Vivemos dias em que as fundações do mundo parecem abaladas. A linguagem já não expressa o real, mas o disfarça. A verdade tornou-se objeto de disputa entre ideologias. A religião, antes farol que iluminava os povos, hoje se vê envolta em escândalos, tibieza e corrupção doutrinal.

O Brasil, ferido por um analfabetismo funcional que corrói o juízo, vê seus governantes entregues ao deboche das leis e à servidão ideológica de agendas estrangeiras. E o mundo, desorientado e exausto, dobra os joelhos não diante de Deus, mas de instituições que usurpam o nome da humanidade para impor sua tirania disfarçada de consenso.

É precisamente neste cenário — e por causa dele — que urge proclamar com clareza o que verdadeiramente significa vocação.

A vocação não é um capricho da vontade, nem o fruto de aptidões naturais. Ela não se reduz a profissão, nem a projeto de vida. A vocação é, em sua essência, um chamado do alto — um sopro que vem de Deus, uma convocação secreta e profunda que toca a alma e a impele a ocupar o lugar que lhe é devido na grande ordem do cosmos.

Cada ser humano nasce com uma configuração única. Sua estrutura íntima, sua sensibilidade, suas potências, seus dons — tudo aponta para uma forma particular de serviço.
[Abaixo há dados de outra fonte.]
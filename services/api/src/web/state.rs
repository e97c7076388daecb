//! services/api/src/web/state.rs
//!
//! Defines the application's shared state.

use std::sync::Arc;

use quickpad_core::ports::NoteRepository;
use tokio_util::sync::CancellationToken;
use tokio_util::task::TaskTracker;

use crate::config::Config;
use crate::sync::{AccessGate, SessionRegistry};

/// The shared application state, created once at startup and passed to all handlers.
#[derive(Clone)]
pub struct AppState {
    pub db: Arc<dyn NoteRepository>,
    pub config: Arc<Config>,
    pub registry: Arc<SessionRegistry>,
    pub gate: Arc<AccessGate>,
    /// Cancelled when the server shuts down; open sockets close on it.
    pub shutdown: CancellationToken,
    /// Every upgraded WebSocket task, so shutdown can wait for their leaves.
    pub connections: TaskTracker,
}

impl AppState {
    /// Wires the synchronization core around one repository.
    pub fn new(db: Arc<dyn NoteRepository>, config: Arc<Config>) -> Self {
        let registry = Arc::new(SessionRegistry::new(db.clone(), config.flush_policy));
        let gate = Arc::new(AccessGate::new(db.clone()));
        Self {
            db,
            config,
            registry,
            gate,
            shutdown: CancellationToken::new(),
            connections: TaskTracker::new(),
        }
    }
}
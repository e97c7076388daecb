//! services/api/src/adapters/memory.rs
//!
//! An in-process `NoteRepository`. Used when no `DATABASE_URL` is configured and
//! throughout the test suite, where its fault injection stands in for an
//! unreachable database.

use std::collections::HashMap;
use std::sync::atomic::{AtomicU32, Ordering};
use std::sync::{Arc, Mutex};

use async_trait::async_trait;
use quickpad_core::domain::Note;
use quickpad_core::ports::{NoteRepository, PortError, PortResult};
use tokio::sync::{Notify, RwLock};

#[derive(Default)]
pub struct InMemoryNoteRepository {
    notes: RwLock<HashMap<String, Note>>,
    failing_loads: AtomicU32,
    failing_saves: AtomicU32,
    save_attempts: AtomicU32,
    held_save: Mutex<Option<HeldSave>>,
}

/// A `save` parked by `InMemoryNoteRepository::hold_next_save`.
#[derive(Clone, Default)]
pub struct HeldSave {
    started: Arc<Notify>,
    release: Arc<Notify>,
}

impl HeldSave {
    /// Resolves once the held save has been called and is waiting.
    pub async fn started(&self) {
        self.started.notified().await;
    }

    /// Lets the held save write and return.
    pub fn release(&self) {
        self.release.notify_one();
    }
}

impl InMemoryNoteRepository {
    pub fn new() -> Self {
        Self::default()
    }

    /// The next `count` calls to `load` fail with `StorageUnavailable`.
    pub fn fail_loads(&self, count: u32) {
        self.failing_loads.store(count, Ordering::SeqCst);
    }

    /// The next `count` calls to `save` fail with `StorageUnavailable`.
    pub fn fail_saves(&self, count: u32) {
        self.failing_saves.store(count, Ordering::SeqCst);
    }

    /// The next call to `save` waits, before touching the store, until the
    /// returned handle is released.
    pub fn hold_next_save(&self) -> HeldSave {
        let held = HeldSave::default();
        if let Ok(mut slot) = self.held_save.lock() {
            *slot = Some(held.clone());
        }
        held
    }

    /// Number of `save` calls made so far, failed ones included.
    pub fn save_attempts(&self) -> u32 {
        self.save_attempts.load(Ordering::SeqCst)
    }

    /// Stored content of a note, bypassing fault injection.
    pub async fn content_of(&self, note_id: &str) -> Option<String> {
        self.notes
            .read()
            .await
            .get(note_id)
            .map(|note| note.content.clone())
    }

    fn take_failure(counter: &AtomicU32) -> bool {
        counter
            .fetch_update(Ordering::SeqCst, Ordering::SeqCst, |n| n.checked_sub(1))
            .is_ok()
    }
}

#[async_trait]
impl NoteRepository for InMemoryNoteRepository {
    async fn create(&self, note: Note) -> PortResult<()> {
        let mut notes = self.notes.write().await;
        if notes.contains_key(&note.id) {
            return Err(PortError::InvalidState(format!(
                "Note id {} is already taken",
                note.id
            )));
        }
        notes.insert(note.id.clone(), note);
        Ok(())
    }

    async fn load(&self, note_id: &str) -> PortResult<Note> {
        if Self::take_failure(&self.failing_loads) {
            return Err(PortError::StorageUnavailable("injected load failure".to_string()));
        }
        self.notes
            .read()
            .await
            .get(note_id)
            .cloned()
            .ok_or_else(|| PortError::NotFound(format!("Note {} not found", note_id)))
    }

    async fn save(&self, note_id: &str, content: &str) -> PortResult<()> {
        self.save_attempts.fetch_add(1, Ordering::SeqCst);
        let held = self.held_save.lock().ok().and_then(|mut slot| slot.take());
        if let Some(held) = held {
            held.started.notify_one();
            held.release.notified().await;
        }
        if Self::take_failure(&self.failing_saves) {
            return Err(PortError::StorageUnavailable("injected save failure".to_string()));
        }
        let mut notes = self.notes.write().await;
        let note = notes
            .get_mut(note_id)
            .ok_or_else(|| PortError::NotFound(format!("Note {} not found", note_id)))?;
        note.content = content.to_string();
        Ok(())
    }

    async fn exists(&self, note_id: &str) -> PortResult<bool> {
        Ok(self.notes.read().await.contains_key(note_id))
    }

    async fn delete(&self, note_id: &str) -> PortResult<()> {
        self.notes
            .write()
            .await
            .remove(note_id)
            .map(|_| ())
            .ok_or_else(|| PortError::NotFound(format!("Note {} not found", note_id)))
    }
}
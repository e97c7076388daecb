//! services/api/src/sync/mod.rs
//!
//! The realtime synchronization core: who may open a note, the one live
//! session per note, how edits to it are resolved, and how its content gets
//! back to the repository.

pub mod engine;
pub mod flush;
pub mod gate;
pub mod registry;

pub use flush::{save_with_retry, start_flusher};
pub use gate::{AccessDecision, AccessGate};
pub use registry::SessionRegistry;
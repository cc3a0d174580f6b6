//! Roadatlas library entry points.
//!
//! This crate exposes helpers to load a road network from its two text
//! tables, build the adjacency graph, and plan minimum-cost routes under a
//! selectable objective. Higher-level consumers (the CLI) should only depend
//! on the functions exported here instead of reimplementing behavior.
//!

#![deny(warnings)]

pub mod cost;
pub mod error;
pub mod frontier;
pub mod graph;
pub mod map;
pub mod output;
pub mod path;
pub mod routing;

pub use cost::{fuel_efficiency_mpg, CostMetric, RouteMetrics};
pub use error::{Error, Result};
pub use frontier::{Frontier, FrontierEntry};
pub use graph::{build_graph, Edge, Graph};
pub use map::{load_road_map, Coordinates, Location, LocationId, RoadMap, SegmentRecord};
pub use output::{RouteStep, RouteSummary};
pub use path::{find_route_a_star, SearchResult};
pub use routing::{plan_route, RoutePlan, RouteRequest};
//! High-level route planning: name resolution, search, and plan assembly.
//!
//! Consumers hand a [`RouteRequest`] to [`plan_route`] and get back a
//! [`RoutePlan`] with the full visited sequence and all four accumulated
//! totals, or a structured error.

use serde::Serialize;
use tracing::debug;

use crate::cost::{CostMetric, RouteMetrics};
use crate::error::{Error, Result};
use crate::graph::build_graph;
use crate::map::{LocationId, RoadMap};
use crate::path::find_route_a_star;

/// High-level route planning request.
#[derive(Debug, Clone)]
pub struct RouteRequest {
    pub start: String,
    pub goal: String,
    pub metric: CostMetric,
}

impl RouteRequest {
    pub fn new(start: impl Into<String>, goal: impl Into<String>, metric: CostMetric) -> Self {
        Self {
            start: start.into(),
            goal: goal.into(),
            metric,
        }
    }
}

/// Planned route returned by the library.
#[derive(Debug, Clone, Serialize)]
pub struct RoutePlan {
    pub metric: CostMetric,
    pub start: LocationId,
    pub goal: LocationId,
    /// Every location visited, start and goal inclusive.
    pub steps: Vec<LocationId>,
    pub metrics: RouteMetrics,
}

impl RoutePlan {
    /// Number of hops in the route.
    pub fn hop_count(&self) -> usize {
        self.steps.len().saturating_sub(1)
    }
}

/// Resolve a location name to its identifier, attaching fuzzy suggestions to
/// the error for unknown names.
fn resolve_location(map: &RoadMap, name: &str) -> Result<LocationId> {
    map.location_id(name).ok_or_else(|| {
        let suggestions = map.fuzzy_location_matches(name, 3);
        Error::UnknownLocation {
            name: name.to_string(),
            suggestions,
        }
    })
}

/// Compute a route using the requested metric.
///
/// Resolves both endpoint names before any search state is constructed,
/// builds the adjacency graph, and runs the search engine. An exhausted
/// search maps to [`Error::RouteNotFound`], a negative answer rather than a
/// fault.
pub fn plan_route(map: &RoadMap, request: &RouteRequest) -> Result<RoutePlan> {
    let start_id = resolve_location(map, &request.start)?;
    let goal_id = resolve_location(map, &request.goal)?;

    debug!(
        start = %request.start,
        goal = %request.goal,
        metric = %request.metric,
        "planning route"
    );

    let graph = build_graph(map);
    let result = find_route_a_star(map, &graph, start_id, goal_id, request.metric).ok_or_else(
        || Error::RouteNotFound {
            start: request.start.clone(),
            goal: request.goal.clone(),
        },
    )?;

    let mut steps = Vec::with_capacity(result.path.len() + 1);
    steps.push(start_id);
    steps.extend(result.path.iter().copied());

    Ok(RoutePlan {
        metric: request.metric,
        start: start_id,
        goal: goal_id,
        steps,
        metrics: result.metrics,
    })
}

#[cfg(test)]
mod tests {
    use super::*;

    #[test]
    fn route_plan_hop_count() {
        let plan = RoutePlan {
            metric: CostMetric::Distance,
            start: 0,
            goal: 2,
            steps: vec![0, 1, 2],
            metrics: RouteMetrics::default(),
        };
        assert_eq!(plan.hop_count(), 2);
    }

    #[test]
    fn trivial_route_plan_has_zero_hops() {
        let plan = RoutePlan {
            metric: CostMetric::Segments,
            start: 0,
            goal: 0,
            steps: vec![0],
            metrics: RouteMetrics::default(),
        };
        assert_eq!(plan.hop_count(), 0);
    }

    #[test]
    fn unknown_start_fails_before_searching() {
        let mut map = RoadMap::default();
        map.add_segment("A", "B", 10.0, 50.0, "US-1");

        let request = RouteRequest::new("Nowhere", "B", CostMetric::Distance);
        let err = plan_route(&map, &request).expect_err("unknown start");
        assert!(matches!(err, Error::UnknownLocation { .. }));
    }
}
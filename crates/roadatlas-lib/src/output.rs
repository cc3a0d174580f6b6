//! Structured route summaries for rendering and serialization.

use std::fmt::Write;

use serde::Serialize;

use crate::cost::{CostMetric, RouteMetrics};
use crate::error::{Error, Result};
use crate::map::{LocationId, RoadMap};
use crate::routing::RoutePlan;

/// Step taken during traversal of a planned route.
#[derive(Debug, Clone, Serialize, PartialEq)]
pub struct RouteStep {
    pub index: usize,
    pub id: LocationId,
    pub name: String,
}

/// Representation of a planned route that higher-level consumers can render
/// or serialize.
#[derive(Debug, Clone, Serialize, PartialEq)]
pub struct RouteSummary {
    pub metric: CostMetric,
    pub metrics: RouteMetrics,
    pub steps: Vec<RouteStep>,
}

impl RouteSummary {
    /// Convert a [`RoutePlan`] into a summary with resolved location names.
    pub fn from_plan(map: &RoadMap, plan: &RoutePlan) -> Result<Self> {
        if plan.steps.is_empty() {
            return Err(Error::EmptyRoutePlan);
        }

        let steps = plan
            .steps
            .iter()
            .enumerate()
            .map(|(index, &id)| RouteStep {
                index,
                id,
                name: map
                    .location_name(id)
                    .unwrap_or("<unknown>")
                    .to_string(),
            })
            .collect();

        Ok(Self {
            metric: plan.metric,
            metrics: plan.metrics,
            steps,
        })
    }

    /// Render the single-line plain format:
    ///
    /// `<segments> <miles> <hours> <gallons> <start> <city-1> ... <goal>`
    ///
    /// Hours and gallons are rounded to four decimal places for display.
    pub fn render_plain(&self) -> String {
        let mut line = format!(
            "{} {} {:.4} {:.4}",
            self.metrics.segments, self.metrics.miles, self.metrics.hours, self.metrics.gallons
        );
        for step in &self.steps {
            let _ = write!(line, " {}", step.name);
        }
        line
    }
}
use std::path::PathBuf;

use anyhow::{Context, Result};
use clap::{Parser, ValueEnum};
use tracing_subscriber::{EnvFilter, FmtSubscriber};

use roadatlas_lib::{
    load_road_map, plan_route, CostMetric, Error as LibError, RouteRequest, RouteSummary,
};

#[derive(Parser, Debug)]
#[command(author, version, about = "Plan minimum-cost routes on a road network")]
struct Cli {
    /// Starting location name.
    start: String,
    /// Destination location name.
    end: String,
    /// Objective to minimize.
    #[arg(value_enum)]
    metric: MetricArg,

    /// Location table (`<name> <latitude> <longitude>` rows).
    #[arg(long, default_value = "city-gps.txt")]
    locations: PathBuf,

    /// Segment table (`<city1> <city2> <length> <speed> <class>` rows).
    #[arg(long, default_value = "road-segments.txt")]
    segments: PathBuf,

    /// Output rendering.
    #[arg(long, value_enum, default_value = "plain")]
    format: Format,
}

#[derive(ValueEnum, Clone, Copy, Debug)]
enum MetricArg {
    Segments,
    Distance,
    Time,
    Mpg,
}

impl From<MetricArg> for CostMetric {
    fn from(value: MetricArg) -> Self {
        match value {
            MetricArg::Segments => CostMetric::Segments,
            MetricArg::Distance => CostMetric::Distance,
            MetricArg::Time => CostMetric::Time,
            MetricArg::Mpg => CostMetric::Mpg,
        }
    }
}

#[derive(ValueEnum, Clone, Copy, Debug, PartialEq, Eq)]
enum Format {
    Plain,
    Json,
}

fn main() -> Result<()> {
    init_tracing();
    let cli = Cli::parse();

    let map = load_road_map(&cli.locations, &cli.segments).with_context(|| {
        format!(
            "failed to load road network from {} and {}",
            cli.locations.display(),
            cli.segments.display()
        )
    })?;

    let request = RouteRequest::new(cli.start, cli.end, cli.metric.into());
    let plan = match plan_route(&map, &request) {
        Ok(plan) => plan,
        Err(err) => return Err(route_failure(err)),
    };

    let summary = RouteSummary::from_plan(&map, &plan)
        .context("failed to build route summary for display")?;

    match cli.format {
        Format::Plain => println!("{}", summary.render_plain()),
        Format::Json => println!("{}", serde_json::to_string_pretty(&summary)?),
    }

    Ok(())
}

fn route_failure(err: LibError) -> anyhow::Error {
    match err {
        LibError::UnknownLocation { name, suggestions } => {
            anyhow::anyhow!(format_unknown_location_message(&name, &suggestions))
        }
        LibError::RouteNotFound { start, goal } => {
            anyhow::anyhow!("No route found between {} and {}.", start, goal)
        }
        other => anyhow::Error::new(other),
    }
}

fn format_unknown_location_message(name: &str, suggestions: &[String]) -> String {
    let mut message = format!("Unknown location '{}'.", name);
    if !suggestions.is_empty() {
        let formatted = if suggestions.len() == 1 {
            format!("Did you mean '{}'?", suggestions[0])
        } else {
            let joined = suggestions
                .iter()
                .map(|s| format!("'{}'", s))
                .collect::<Vec<_>>()
                .join(", ");
            format!("Did you mean one of: {}?", joined)
        };
        message.push(' ');
        message.push_str(&formatted);
    }
    message
}

fn init_tracing() {
    let env_filter = EnvFilter::try_from_default_env().unwrap_or_else(|_| EnvFilter::new("info"));
    let subscriber = FmtSubscriber::builder()
        .with_env_filter(env_filter)
        .finish();

    let _ = tracing::subscriber::set_global_default(subscriber);
}
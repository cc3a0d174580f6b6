//! Min-priority frontier with insert-or-improve semantics and lazy deletion.
//!
//! A decrease-key emulation over a standard binary heap: a side table records
//! the lowest priority ever accepted per location, superseded entries stay in
//! the heap, and stale entries are purged when popped.

use std::cmp::Ordering;
use std::collections::{BinaryHeap, HashMap};

use crate::cost::RouteMetrics;
use crate::map::LocationId;

/// Candidate expansion handed back by [`Frontier::pop_best`].
#[derive(Debug, Clone, PartialEq)]
pub struct FrontierEntry {
    pub location: LocationId,
    /// Estimated total cost (g + h) this entry was enqueued with.
    pub priority: f64,
    /// Totals accumulated along the path that produced this entry.
    pub metrics: RouteMetrics,
}

/// Lowest priority accepted for a location, or the sentinel recorded once the
/// location has been popped and no further updates are accepted.
#[derive(Debug, Clone, Copy, PartialEq)]
enum BestPriority {
    Open(f64),
    Finalized,
}

#[derive(Copy, Clone, Debug, Default)]
struct FloatOrd(f64);

impl PartialEq for FloatOrd {
    fn eq(&self, other: &Self) -> bool {
        self.0.eq(&other.0)
    }
}

impl Eq for FloatOrd {}

impl PartialOrd for FloatOrd {
    fn partial_cmp(&self, other: &Self) -> Option<Ordering> {
        Some(self.cmp(other))
    }
}

impl Ord for FloatOrd {
    fn cmp(&self, other: &Self) -> Ordering {
        self.0.total_cmp(&other.0)
    }
}

#[derive(Debug, Clone)]
struct HeapEntry {
    priority: FloatOrd,
    location: LocationId,
    metrics: RouteMetrics,
}

impl PartialEq for HeapEntry {
    fn eq(&self, other: &Self) -> bool {
        self.priority == other.priority && self.location == other.location
    }
}

impl Eq for HeapEntry {}

impl Ord for HeapEntry {
    fn cmp(&self, other: &Self) -> Ordering {
        // Reverse ordering so BinaryHeap becomes a min-heap by priority.
        other
            .priority
            .cmp(&self.priority)
            .then_with(|| other.location.cmp(&self.location))
    }
}

impl PartialOrd for HeapEntry {
    fn partial_cmp(&self, other: &Self) -> Option<Ordering> {
        Some(self.cmp(other))
    }
}

/// Min-priority queue keyed by estimated total cost, one authoritative entry
/// per location.
#[derive(Debug, Default)]
pub struct Frontier {
    heap: BinaryHeap<HeapEntry>,
    best: HashMap<LocationId, BestPriority>,
}

impl Frontier {
    pub fn new() -> Self {
        Self::default()
    }

    /// Total entries currently queued, stale ones included.
    pub fn len(&self) -> usize {
        self.heap.len()
    }

    pub fn is_empty(&self) -> bool {
        self.heap.is_empty()
    }

    /// Push a candidate unless its location already has an equal or better
    /// recorded priority, or was finalized. Returns whether the entry was
    /// accepted, so callers can keep parent pointers in step.
    pub fn insert_or_improve(
        &mut self,
        location: LocationId,
        priority: f64,
        metrics: RouteMetrics,
    ) -> bool {
        match self.best.get(&location) {
            Some(BestPriority::Finalized) => return false,
            Some(BestPriority::Open(best)) if *best <= priority => return false,
            _ => {}
        }
        self.best.insert(location, BestPriority::Open(priority));
        self.heap.push(HeapEntry {
            priority: FloatOrd(priority),
            location,
            metrics,
        });
        true
    }

    /// Remove and return the lowest-priority entry whose location has not
    /// been finalized, discarding stale entries along the way. The returned
    /// entry's location is marked finalized. `None` once the frontier is
    /// exhausted.
    pub fn pop_best(&mut self) -> Option<FrontierEntry> {
        while let Some(entry) = self.heap.pop() {
            if matches!(
                self.best.get(&entry.location),
                Some(BestPriority::Finalized)
            ) {
                continue;
            }
            self.best.insert(entry.location, BestPriority::Finalized);
            return Some(FrontierEntry {
                location: entry.location,
                priority: entry.priority.0,
                metrics: entry.metrics,
            });
        }
        None
    }
}
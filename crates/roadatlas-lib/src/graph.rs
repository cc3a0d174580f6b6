use crate::map::{LocationId, RoadMap};

/// Edge within the routing graph.
#[derive(Debug, Clone, PartialEq)]
pub struct Edge {
    pub target: LocationId,
    pub length_miles: f64,
    pub speed_limit_mph: f64,
    pub road_class: String,
}

/// Adjacency structure used by the search engine.
///
/// Built once from the parsed segment table and read-only afterwards, so it
/// may be shared freely across independent queries.
#[derive(Debug, Clone, Default)]
pub struct Graph {
    adjacency: Vec<Vec<Edge>>,
    max_speed_limit: f64,
}

impl Graph {
    /// Return the neighbours for a given location identifier.
    pub fn neighbours(&self, location: LocationId) -> &[Edge] {
        self.adjacency
            .get(location)
            .map(Vec::as_slice)
            .unwrap_or(&[])
    }

    /// Highest speed limit observed on any segment in the network. Feeds the
    /// time and fuel heuristics.
    pub fn max_speed_limit(&self) -> f64 {
        self.max_speed_limit
    }
}

/// Build the bidirectional adjacency structure from the parsed segment table.
///
/// Every segment (A,B) yields both an A to B and a B to A entry with
/// identical length, speed limit, and road class.
pub fn build_graph(map: &RoadMap) -> Graph {
    let mut adjacency = vec![Vec::new(); map.locations.len()];
    let mut max_speed_limit: f64 = 0.0;

    for segment in &map.segments {
        max_speed_limit = max_speed_limit.max(segment.speed_limit_mph);
        adjacency[segment.from].push(Edge {
            target: segment.to,
            length_miles: segment.length_miles,
            speed_limit_mph: segment.speed_limit_mph,
            road_class: segment.road_class.clone(),
        });
        adjacency[segment.to].push(Edge {
            target: segment.from,
            length_miles: segment.length_miles,
            speed_limit_mph: segment.speed_limit_mph,
            road_class: segment.road_class.clone(),
        });
    }

    Graph {
        adjacency,
        max_speed_limit,
    }
}
//! In-memory key-value store (default, thread-safe).
//!
//! Uses DashMap for lock-free concurrent access with per-key sharding.
//! An optional byte quota rejects writes the way a browser origin store does.

use super::StorageBackend;
use crate::error::{Error, Result};
use dashmap::DashMap;
use std::sync::Arc;

/// Thread-safe in-memory store.
///
/// Clones share the same underlying map.
///
/// # Example
///
/// ```no_run
/// use crud_kit::backend::{InMemoryBackend, StorageBackend};
///
/// fn main() -> Result<(), Box<dyn std::error::Error>> {
///     let backend = InMemoryBackend::with_quota(1024);
///
///     backend.set("key1", "value".to_string())?;
///     assert_eq!(backend.get("key1")?, Some("value".to_string()));
///
///     // Larger than the quota: rejected
///     assert!(backend.set("key2", "x".repeat(4096)).is_err());
///
///     Ok(())
/// }
/// ```
#[derive(Clone)]
pub struct InMemoryBackend {
    store: Arc<DashMap<String, String>>,
    quota: Option<usize>,
}

impl InMemoryBackend {
    /// Create a new unbounded store.
    pub fn new() -> Self {
        InMemoryBackend {
            store: Arc::new(DashMap::new()),
            quota: None,
        }
    }

    /// Create a store that rejects writes once keys and values exceed `bytes`.
    pub fn with_quota(bytes: usize) -> Self {
        InMemoryBackend {
            store: Arc::new(DashMap::new()),
            quota: Some(bytes),
        }
    }

    /// Get the current number of entries.
    pub fn len(&self) -> usize {
        self.store.len()
    }

    /// Check if the store is empty.
    pub fn is_empty(&self) -> bool {
        self.store.is_empty()
    }

    /// Get memory statistics.
    pub fn stats(&self) -> StoreStats {
        StoreStats {
            total_entries: self.store.len(),
            total_bytes: self.used_bytes(),
            quota_bytes: self.quota,
        }
    }

    /// Print store statistics to debug log.
    pub fn log_stats(&self) {
        let stats = self.stats();
        debug!(
            "Store Stats: {} entries, {} bytes (quota: {:?})",
            stats.total_entries, stats.total_bytes, stats.quota_bytes
        );
    }

    fn used_bytes(&self) -> usize {
        self.store
            .iter()
            .map(|entry| entry.key().len() + entry.value().len())
            .sum()
    }

    /// Bytes held by every entry other than `key`.
    fn used_bytes_except(&self, key: &str) -> usize {
        self.store
            .iter()
            .filter(|entry| entry.key() != key)
            .map(|entry| entry.key().len() + entry.value().len())
            .sum()
    }
}

impl Default for InMemoryBackend {
    fn default() -> Self {
        Self::new()
    }
}

impl StorageBackend for InMemoryBackend {
    fn get(&self, key: &str) -> Result<Option<String>> {
        let value = self.store.get(key).map(|v| v.value().clone());
        debug!(
            "✓ InMemory GET {} -> {}",
            key,
            if value.is_some() { "HIT" } else { "MISS" }
        );
        Ok(value)
    }

    fn set(&self, key: &str, value: String) -> Result<()> {
        if let Some(limit) = self.quota {
            let requested = self.used_bytes_except(key) + key.len() + value.len();
            if requested > limit {
                return Err(Error::QuotaExceeded { limit, requested });
            }
        }

        self.store.insert(key.to_string(), value);
        debug!("✓ InMemory SET {}", key);
        Ok(())
    }

    fn delete(&self, key: &str) -> Result<()> {
        self.store.remove(key);
        debug!("✓ InMemory DELETE {}", key);
        Ok(())
    }

    fn keys(&self) -> Result<Vec<String>> {
        Ok(self.store.iter().map(|entry| entry.key().clone()).collect())
    }

    fn exists(&self, key: &str) -> Result<bool> {
        Ok(self.store.contains_key(key))
    }

    fn clear_all(&self) -> Result<()> {
        self.store.clear();
        warn!("⚠ InMemory CLEAR_ALL executed - all entries removed!");
        Ok(())
    }
}

/// Store statistics.
#[derive(Clone, Debug)]
pub struct StoreStats {
    pub total_entries: usize,
    pub total_bytes: usize,
    pub quota_bytes: Option<usize>,
}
Descobrir a vocação é, pois, reconhecer esta forma e obedecer-lhe. É encontrar o próprio nome inscrito na vontade divina e dizer “sim”.

Em um tempo de dissolução como o nosso — onde tudo é fragmentado, líquido, transitório — a vocação se apresenta como um eixo silencioso e invencível. Quem lhe responde torna-se resistência espiritual contra a mentira universal. Enquanto o mundo opera pela lógica da dissolução — dissolução da linguagem, da identidade, da verdade —, o vocacionado testemunha, com a própria vida, que há uma ordem, um princípio, um destino e um bem.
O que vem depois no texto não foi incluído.